Una triste noticia, se fue Cachín

Oscar Blanco fue el entrenador que en el 2003 consiguió el histórico primer ascenso al fútbol Grande de la Argentina, con un plantel repleto de chicos del club y un par de refuerzos. Quedará por siempre en la historia de la institucióny de Rafaela.

Diego Oviedo – La mañana del sábado amaneció con una triste noticia para el mundo Atlético. A los 71 años, Oscar Domingo Blanco fallecía en Capital Federal, luego de convivir durante los últimos años con una enfermedad que lo tuvo a maltraer, incluso cuando hace algunos años volvió a Rafaela para trabajar en el club.

Cachín llegó a mediados del 2002 para reemplazar a Jorge Ghiso en la conducción técnica. Pese a saber que el club transitaba por un momento de reestructuración económica, que obviamente influía en lo deportivo, aceptó el convite y con solo un par de refuerzos y una gran base de jugadores del club afrontó una temporada que terminaría siendo histórica. Luego de un comienzo dubitativo, le dio al equipo su impronta, y con mucho pragmatismo logró empezar a cosechar resultados que rápidamente lo ubicó entre los candidatos a ganar el Torneo Apertura, hecho que se cristalizó el 7 de diciembre del 2002 en el Estadio Monumental ante San Martín de Mendoza.

Primer paso dado pensando en quedar en la historia, en llegar a la Primera A para jugar con los Grandes del país.
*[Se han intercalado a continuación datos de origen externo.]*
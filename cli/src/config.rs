use anyhow::{bail, Result};
use clap::Args;
use neuronet_core::{EngineConfig, IngestOptions};

/// Engine and presentation settings. Every flag can also come from the environment.
#[derive(Args, Debug, Clone, PartialEq, Eq)]
pub struct Settings {
    #[arg(
        long,
        global = true,
        env = "NEURONET_MAX_MEMORY_MB",
        value_name = "MB",
        help = "Refuse to load graphs whose CSR arrays exceed this size"
    )]
    pub max_memory_mb: Option<usize>,

    #[arg(
        long,
        global = true,
        env = "NEURONET_SKIP_COMMENTS",
        help = "Skip input lines starting with '#'"
    )]
    pub skip_comments: bool,

    #[arg(
        long,
        global = true,
        env = "NEURONET_MIN_DEPTH",
        default_value_t = 1,
        help = "Smallest traversal depth accepted"
    )]
    pub min_depth: u32,

    #[arg(
        long,
        global = true,
        env = "NEURONET_MAX_DEPTH",
        default_value_t = 5,
        help = "Largest traversal depth accepted"
    )]
    pub max_depth: u32,
}

impl Default for Settings {
    fn default() -> Self {
        Self {
            max_memory_mb: None,
            skip_comments: false,
            min_depth: 1,
            max_depth: 5,
        }
    }
}

impl Settings {
    pub fn engine_config(&self) -> EngineConfig {
        EngineConfig {
            max_memory_mb: self.max_memory_mb,
            ingest: IngestOptions {
                skip_comments: self.skip_comments,
            },
        }
    }

    /// Enforce the depth range before a traversal reaches the engine.
    pub fn check_depth(&self, depth: u32) -> Result<u32> {
        if depth < self.min_depth || depth > self.max_depth {
            bail!(
                "depth must be between {} and {}, got {}",
                self.min_depth,
                self.max_depth,
                depth
            );
        }
        Ok(depth)
    }
}
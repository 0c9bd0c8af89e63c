use std::io::Cursor;

use neuronet_core::{GraphEngine, NodeId};
use proptest::prelude::*;

fn arb_edges() -> impl Strategy<Value = Vec<(NodeId, NodeId)>> {
    prop::collection::vec((0u32..24, 0u32..24), 0..80)
}

fn to_text(edges: &[(NodeId, NodeId)]) -> String {
    edges.iter().map(|(u, v)| format!("{u} {v}\n")).collect()
}

fn load(edges: &[(NodeId, NodeId)]) -> GraphEngine {
    let mut engine = GraphEngine::new();
    engine
        .load_from_reader(Cursor::new(to_text(edges)), "prop")
        .unwrap();
    engine
}

/// Hop distances from `start` by repeated relaxation; `None` = unreachable.
fn reference_distances(edges: &[(NodeId, NodeId)], n: usize, start: NodeId) -> Vec<Option<u32>> {
    let mut dist = vec![None; n];
    dist[start as usize] = Some(0);
    loop {
        let mut changed = false;
        for &(u, v) in edges {
            if let Some(du) = dist[u as usize] {
                let candidate = du + 1;
                if dist[v as usize].map_or(true, |dv| candidate < dv) {
                    dist[v as usize] = Some(candidate);
                    changed = true;
                }
            }
        }
        if !changed {
            return dist;
        }
    }
}

proptest! {
    #[test]
    fn prop_counts_match_input(edges in arb_edges()) {
        let engine = load(&edges);
        let expected_nodes = edges.iter().map(|&(u, v)| u.max(v) as usize + 1).max().unwrap_or(0);
        prop_assert_eq!(engine.edge_count().unwrap(), edges.len());
        prop_assert_eq!(engine.node_count().unwrap(), expected_nodes);
    }

    #[test]
    fn prop_degree_counts_sources(edges in arb_edges()) {
        let engine = load(&edges);
        for v in 0..engine.node_count().unwrap() as NodeId {
            let expected = edges.iter().filter(|&&(u, _)| u == v).count();
            prop_assert_eq!(engine.degree_of(v).unwrap(), expected);
        }
    }

    #[test]
    fn prop_max_degree_is_lowest_maximum(
        edges in arb_edges().prop_filter("non-empty", |e| !e.is_empty()),
    ) {
        let engine = load(&edges);
        let best = engine.node_of_max_degree().unwrap();
        let best_degree = engine.degree_of(best).unwrap();
        for v in 0..engine.node_count().unwrap() as NodeId {
            let d = engine.degree_of(v).unwrap();
            prop_assert!(d <= best_degree);
            if v < best {
                prop_assert!(d < best_degree);
            }
        }
    }

    #[test]
    fn prop_depth_zero_is_start_only(
        edges in arb_edges().prop_filter("non-empty", |e| !e.is_empty()),
        pick in any::<prop::sample::Index>(),
    ) {
        let engine = load(&edges);
        let start = pick.index(engine.node_count().unwrap()) as NodeId;
        let result = engine.bounded_bfs(start, 0).unwrap();
        prop_assert_eq!(result.node_ids().collect::<Vec<_>>(), vec![start]);
    }

    #[test]
    fn prop_bfs_matches_reachability(
        edges in arb_edges().prop_filter("non-empty", |e| !e.is_empty()),
        pick in any::<prop::sample::Index>(),
        depth in 0u32..6,
    ) {
        let engine = load(&edges);
        let n = engine.node_count().unwrap();
        let start = pick.index(n) as NodeId;
        let result = engine.bounded_bfs(start, depth).unwrap();
        let dist = reference_distances(&edges, n, start);

        for v in 0..n as NodeId {
            match dist[v as usize] {
                Some(d) if d <= depth => prop_assert_eq!(result.depth_of(v), Some(d)),
                _ => prop_assert!(!result.contains(v)),
            }
        }
        prop_assert_eq!(result.len(), dist.iter().flatten().filter(|&&d| d <= depth).count());
    }

    #[test]
    fn prop_induced_edges_sound_and_complete(
        edges in arb_edges().prop_filter("non-empty", |e| !e.is_empty()),
        pick in any::<prop::sample::Index>(),
        depth in 0u32..6,
    ) {
        let engine = load(&edges);
        let start = pick.index(engine.node_count().unwrap()) as NodeId;
        let sub = engine.subgraph(start, depth).unwrap();

        let mut expected: Vec<(NodeId, NodeId)> = edges
            .iter()
            .copied()
            .filter(|&(u, v)| sub.traversal.contains(u) && sub.traversal.contains(v))
            .collect();
        let mut actual: Vec<(NodeId, NodeId)> = sub.edges.iter().map(|&e| e.into()).collect();
        expected.sort_unstable();
        actual.sort_unstable();
        prop_assert_eq!(actual, expected);
    }

    #[test]
    fn prop_queries_are_deterministic(
        edges in arb_edges().prop_filter("non-empty", |e| !e.is_empty()),
        pick in any::<prop::sample::Index>(),
        depth in 0u32..6,
    ) {
        let engine = load(&edges);
        let start = pick.index(engine.node_count().unwrap()) as NodeId;
        prop_assert_eq!(
            engine.subgraph(start, depth).unwrap(),
            engine.subgraph(start, depth).unwrap()
        );
        prop_assert_eq!(engine.node_of_max_degree().unwrap(), engine.node_of_max_degree().unwrap());
    }
}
Cuando muchos esperaban un relajamiento, Cachín convenció a sus jugadores que el camino más largo, pero a la vez más placentero para ascender, era ganando el Clausura y ser bicampeón. Y hacia allá fueron, junto con su hermano Horacio, el profe Gare Gentile y Alejandro Zurbrigen, más un plantel con mucho hambre de gloria y una dirigencia decidida a hacer historia.

El pasado domingo 21 de junio se cumplieron 17 años del ascenso en Mendoza, donde una caravana Celeste de más de 3000 personas vieron como la Crema derrotaba otra vez a San Martín por 3 a 2 para ascender y quedar por siempre en la memoria de todos los Celestes.

Cachín fue una pata fundamental de esa historia, y de la historia de Atlético. Llegó con los pergaminos de un entrenador con mucho recorrido en el ascenso, pero en Rafaela dio el salto que necesitaba, pasando a estar en la galería de los grandes DT.

Hoy, el destino implacable ha marcado la hora de su partida, sin tiempo para una despedida merecida. Cachín deja un vacío difícil de cubrir en el Mundo Celeste, que lo llora desde muy temprano y que seguramente le brindará el homenaje que le corresponde. Que en paz descanses Cachín.